Lauree troppo elevate o troppi lavori a bassa qualificazione: quale retorica preferire?

[di Sergio Maset]

La vignetta è carina ma proviamo a non farne la solita mielosa lamentela dei giovani che si laureano e poi fanno lavori che potrebbero fare anche senza laurea. Il cappello di McDonald sta bene anche durante gli studi perché indossarlo aiuta a capire che oltre al titolo di laurea nel lavoro ci vuole passione e voglia.
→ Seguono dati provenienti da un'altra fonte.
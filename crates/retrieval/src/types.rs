//! Typed retrieval hit model.
//!
//! The retrieval service returns loosely structured hits; this module pins
//! them to explicit optional fields at deserialization time so the rest of
//! the pipeline never reaches into dynamic maps.

use serde::{Deserialize, Serialize};

/// Label used when a hit carries no document identifier.
pub const UNKNOWN_LABEL: &str = "unknown";

/// Section value meaning "the whole document"; it is omitted from labels.
const FULL_SECTION: &str = "full";

/// One retrieval result, scoped to a single request.
#[derive(Debug, Clone, Serialize, Deserialize)]
pub struct Hit {
    /// Snippet text, when the retriever inlines it at the top level
    #[serde(default)]
    pub text: Option<String>,

    /// Source metadata
    #[serde(default)]
    pub meta: HitMeta,
}

/// Metadata attached to a hit by the retrieval service.
#[derive(Debug, Clone, Default, Serialize, Deserialize)]
pub struct HitMeta {
    /// Identifier of the source document
    #[serde(default)]
    pub doc_id: Option<String>,

    /// Section within the document, if the document was split
    #[serde(default)]
    pub section: Option<String>,

    /// Snippet text, when the retriever stores it in metadata instead
    #[serde(default)]
    pub text: Option<String>,
}

impl Hit {
    /// The snippet text used for prompt assembly and the char budget:
    /// inline `text`, falling back to `meta.text`, falling back to empty.
    pub fn snippet_text(&self) -> &str {
        self.text
            .as_deref()
            .or(self.meta.text.as_deref())
            .unwrap_or("")
    }

    /// The citation label identifying this hit's source.
    ///
    /// `doc_id` alone, or `doc_id#section` when a section is present and is
    /// not the `"full"` sentinel. A hit without a `doc_id` maps to
    /// [`UNKNOWN_LABEL`]. Labels are the dedup key for evidence and the unit
    /// shown to the end user.
    pub fn label(&self) -> String {
        let doc_id = match self.meta.doc_id.as_deref().filter(|d| !d.is_empty()) {
            Some(doc_id) => doc_id,
            None => return UNKNOWN_LABEL.to_string(),
        };

        match self.meta.section.as_deref() {
            Some(section) if !section.is_empty() && section != FULL_SECTION => {
                format!("{}#{}", doc_id, section)
            }
            _ => doc_id.to_string(),
        }
    }
}

/// The label + text projection of an evidence hit, surfaced by `/dryrun`
/// and the `/chat` debug payload.
#[derive(Debug, Clone, Serialize, Deserialize)]
pub struct UsedSnippet {
    pub label: String,
    pub text: String,
}

impl From<&Hit> for UsedSnippet {
    fn from(hit: &Hit) -> Self {
        Self {
            label: hit.label(),
            text: hit.snippet_text().to_string(),
        }
    }
}

#[cfg(test)]
mod tests {
    use super::*;

    fn hit(doc_id: Option<&str>, section: Option<&str>, text: Option<&str>) -> Hit {
        Hit {
            text: text.map(String::from),
            meta: HitMeta {
                doc_id: doc_id.map(String::from),
                section: section.map(String::from),
                text: None,
            },
        }
    }

    #[test]
    fn test_label_doc_id_only() {
        assert_eq!(hit(Some("A"), None, None).label(), "A");
    }

    #[test]
    fn test_label_with_section() {
        assert_eq!(hit(Some("A"), Some("intro"), None).label(), "A#intro");
    }

    #[test]
    fn test_label_full_section_is_dropped() {
        assert_eq!(hit(Some("B"), Some("full"), None).label(), "B");
    }

    #[test]
    fn test_label_empty_section_is_dropped() {
        assert_eq!(hit(Some("B"), Some(""), None).label(), "B");
    }

    #[test]
    fn test_label_missing_doc_id() {
        assert_eq!(hit(None, Some("intro"), None).label(), UNKNOWN_LABEL);
        assert_eq!(hit(Some(""), None, None).label(), UNKNOWN_LABEL);
    }

    #[test]
    fn test_snippet_text_fallback_chain() {
        let inline = hit(Some("A"), None, Some("inline"));
        assert_eq!(inline.snippet_text(), "inline");

        let mut meta_only = hit(Some("A"), None, None);
        meta_only.meta.text = Some("from meta".to_string());
        assert_eq!(meta_only.snippet_text(), "from meta");

        let empty = hit(Some("A"), None, None);
        assert_eq!(empty.snippet_text(), "");
    }

    #[test]
    fn test_deserialize_sparse_hit() {
        let hit: Hit = serde_json::from_str(r#"{"meta": {"doc_id": "A"}}"#).unwrap();
        assert_eq!(hit.label(), "A");
        assert_eq!(hit.snippet_text(), "");

        let bare: Hit = serde_json::from_str("{}").unwrap();
        assert_eq!(bare.label(), UNKNOWN_LABEL);
    }

    #[test]
    fn test_used_snippet_projection() {
        let snippet = UsedSnippet::from(&hit(Some("A"), Some("intro"), Some("hello")));
        assert_eq!(snippet.label, "A#intro");
        assert_eq!(snippet.text, "hello");
    }
}
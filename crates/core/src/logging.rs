//! Logging infrastructure for the Citegate gateway.
//!
//! This module initializes the tracing subscriber for structured logging.
//! All logs are emitted to stderr to keep stdout clean for data output.

use tracing_subscriber::{fmt, layer::SubscriberExt, util::SubscriberInitExt, EnvFilter};

use crate::error::AppResult;

/// Initialize the tracing subscriber with stderr output.
///
/// This sets up structured logging with:
/// - Output to stderr
/// - Environment-based filtering (RUST_LOG or provided level)
/// - Human-readable format
///
/// # Arguments
/// * `log_level` - Optional log level override (e.g., "debug", "info")
pub fn init_logging(log_level: Option<&str>) -> AppResult<()> {
    let default_level = std::env::var("RUST_LOG").unwrap_or_else(|_| "info".to_string());
    let filter_str = log_level.unwrap_or(&default_level);

    let env_filter = EnvFilter::try_new(filter_str)
        .map_err(|e| crate::error::AppError::Config(format!("Invalid log filter: {}", e)))?;

    let fmt_layer = fmt::layer()
        .with_writer(std::io::stderr)
        .with_target(true)
        .with_level(true);

    tracing_subscriber::registry()
        .with(env_filter)
        .with(fmt_layer)
        .try_init()
        .map_err(|e| crate::error::AppError::Config(format!("Failed to init logging: {}", e)))?;

    Ok(())
}

#[cfg(test)]
mod tests {
    use super::*;

    #[test]
    fn test_init_logging_succeeds_once() {
        // The only test in this binary that installs the global subscriber;
        // the bad-filter test below fails before try_init.
        assert!(init_logging(None).is_ok());
    }

    #[test]
    fn test_init_logging_rejects_bad_filter() {
        let result = init_logging(Some("foo=bar=baz"));
        assert!(result.is_err());
    }
}
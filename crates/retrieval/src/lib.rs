//! Retrieval integration for the Citegate gateway.
//!
//! This crate owns the shape of retrieval hits and everything that turns a
//! raw ranked hit list into the bounded, deduplicated evidence set that is
//! actually shown to the model:
//!
//! - [`types`]: typed `Hit` / `HitMeta` with citation-label derivation
//! - [`normalize`]: noise filter, text-first stable sort, label dedup,
//!   snippet/char budget trim, and citation collection
//! - [`client`]: the `Retriever` trait and its HTTP implementation
//!
//! # Example
//! ```no_run
//! use citegate_retrieval::{HttpRetriever, Retriever, normalize_hits, collect_citations};
//!
//! # async fn example() -> Result<(), Box<dyn std::error::Error>> {
//! let retriever = HttpRetriever::new("http://localhost:8001")?;
//! let hits = retriever.search("how do I deploy?", 4).await?;
//! let evidence = normalize_hits(hits, 3, 2400);
//! let citations = collect_citations(&evidence);
//! # Ok(())
//! # }
//! ```

pub mod client;
pub mod normalize;
pub mod types;

// Re-export main types
pub use client::{HttpRetriever, Retriever};
pub use normalize::{collect_citations, normalize_hits};
pub use types::{Hit, HitMeta, UsedSnippet, UNKNOWN_LABEL};
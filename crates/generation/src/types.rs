//! Chat message, sampling parameter, and usage types.

use serde::{Deserialize, Serialize};

/// Upper bound on completion length sent to the backend, regardless of
/// caller input.
pub const MAX_TOKENS_CAP: u32 = 256;

/// Allowed temperature range sent to the backend.
pub const TEMPERATURE_MIN: f32 = 0.0;
pub const TEMPERATURE_MAX: f32 = 0.5;

/// One chat turn, as required by the backend's wire contract. An ordered
/// sequence of these forms the full prompt.
#[derive(Debug, Clone, PartialEq, Eq, Serialize, Deserialize)]
pub struct ChatMessage {
    pub role: String,
    pub content: String,
}

impl ChatMessage {
    /// Create a system message.
    pub fn system(content: impl Into<String>) -> Self {
        Self {
            role: "system".to_string(),
            content: content.into(),
        }
    }

    /// Create a user message.
    pub fn user(content: impl Into<String>) -> Self {
        Self {
            role: "user".to_string(),
            content: content.into(),
        }
    }
}

/// Sampling parameters for a completion request.
///
/// Callers may pass anything; [`SamplingParams::clamped`] enforces the
/// gateway's hard bounds before the values reach the backend. Out-of-range
/// input is silently clamped, not rejected.
#[derive(Debug, Clone, Copy, PartialEq, Serialize, Deserialize)]
pub struct SamplingParams {
    pub temperature: f32,
    pub max_tokens: u32,
}

impl SamplingParams {
    /// Create parameters from raw caller input.
    pub fn new(temperature: f32, max_tokens: u32) -> Self {
        Self {
            temperature,
            max_tokens,
        }
    }

    /// Clamp to the bounds the backend is allowed to see:
    /// temperature within [0.0, 0.5], max_tokens at most 256.
    pub fn clamped(self) -> Self {
        Self {
            temperature: self.temperature.clamp(TEMPERATURE_MIN, TEMPERATURE_MAX),
            max_tokens: self.max_tokens.min(MAX_TOKENS_CAP),
        }
    }
}

/// Token usage reported by the backend.
///
/// Every field defaults to zero so a missing or partial usage object never
/// fails deserialization.
#[derive(Debug, Clone, Copy, Default, Serialize, Deserialize)]
pub struct TokenUsage {
    #[serde(default)]
    pub prompt_tokens: u64,

    #[serde(default)]
    pub completion_tokens: u64,

    #[serde(default)]
    pub total_tokens: u64,
}

/// A completed generation: the first choice's content plus usage counts.
#[derive(Debug, Clone)]
pub struct Completion {
    pub content: String,
    pub usage: TokenUsage,
}
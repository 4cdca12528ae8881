//! Generation backend integration for the Citegate gateway.
//!
//! This crate provides the chat message model, sampling parameter clamping,
//! and a client for OpenAI-chat-compatible completion backends. Streaming is
//! intentionally unsupported; the gateway expects one complete response per
//! request.
//!
//! # Example
//! ```no_run
//! use citegate_generation::{ChatMessage, Generator, OpenAiCompatClient, SamplingParams};
//!
//! # async fn example() -> Result<(), Box<dyn std::error::Error>> {
//! let client = OpenAiCompatClient::new("http://localhost:8000")?;
//! let messages = vec![ChatMessage::user("What is Rust?")];
//! let params = SamplingParams::new(0.1, 200).clamped();
//! let completion = client.complete(&messages, "smollm2-135m", params).await?;
//! println!("{}", completion.content);
//! # Ok(())
//! # }
//! ```

pub mod client;
pub mod types;

// Re-export main types
pub use client::{Generator, OpenAiCompatClient};
pub use types::{ChatMessage, Completion, SamplingParams, TokenUsage};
Durante l’università, come tanti altri ragazzi, ho avuto dei contratti di lavoro da 150 ore con l’ente allo studio di Trento: piccoli contratti con l’Opera Universitaria per tirare su qualche lira per le sigarette. Nulla di confrontabile con l’impegno di un McDonald. Ma qualcosa però l’ho imparato anche lì. Mi è capitato di imbustare riviste, attaccare etichette, fare l’operatore video al cineforum, il custode ad un centro polifunzionale. Durante uno di questi contratti partecipai al programma per orientatore nelle scuole superiori. Ci formarono e poi ci mandarono a presentare i nostri corsi di laurea ai ragazzi delle classi quinte. Io ero sempre entusiasta quando presentavo la mia facoltà, senza minimizzare il fatto che sociologia – perlomeno in quegli anni e a Trento – aveva una forte impronta statistica e metodologica e richiedeva di avere un minimo di competenze matematiche per riuscire al meglio.
Ricordo che alla fine di uno di questi incontri una professoressa che aveva seguito la mia presentazione venne da me e mi disse: “Ê stata una presentazione molto bella, avresti fatto venire voglia anche a me di iscrivermi se non fosse che io mi sono laureata in sociologia ma non ho trovato il lavoro che c’era scritto nella guida. Non dovreste dire che si trova lavoro!”. “Quale lavoro non ha trovato?” le chiesi allora. “In Provincia” mi rispose. Penso che quella persona avesse studiato sociologia come tanti facevano e fanno tuttora: scegliere una laurea tra quelle meno complicate per potersi chiamare dottore. Lei il lavoro l’ha trovato ma non quello che aveva in mente. Forse perché più che un lavoro aveva in mente un posto di lavoro. Il problema poi è che è andata ad insegnare, una professione, quello sì complessa e impegnativa che, sarebbe meglio, non fosse un ripiego.

Morale della favola
O sei mosso dalla passione o sei mosso dall’ambizione, ma qualcosa deve muoverti e non sarà certo il titolo di studio a trovare il lavoro al posto tuo. Altrimenti ti tocca prendere quello che arriva.

La laurea, per molte posizioni, non è un plus ma solo la base di partenza: il plus ce lo deve mettere il singolo. Si può certo discutere se tutto ciò abbia senso, ma la questione resta. Alcuni per emergere ci mettono passione, capacità e determinazione, altri un’università prestigiosa, altri ancora le conoscenze di parenti e amici. Qualcuno tutte e tre le cose. La buona notizia è che c’è spazio anche per chi ci mette solo la prima delle tre: passione, capacità e determinazione. Il problema è che magari emigra e la fortuna – il fattore C da non dimenticare mai – la trova altrove. Ma anche questa è un’altra storia.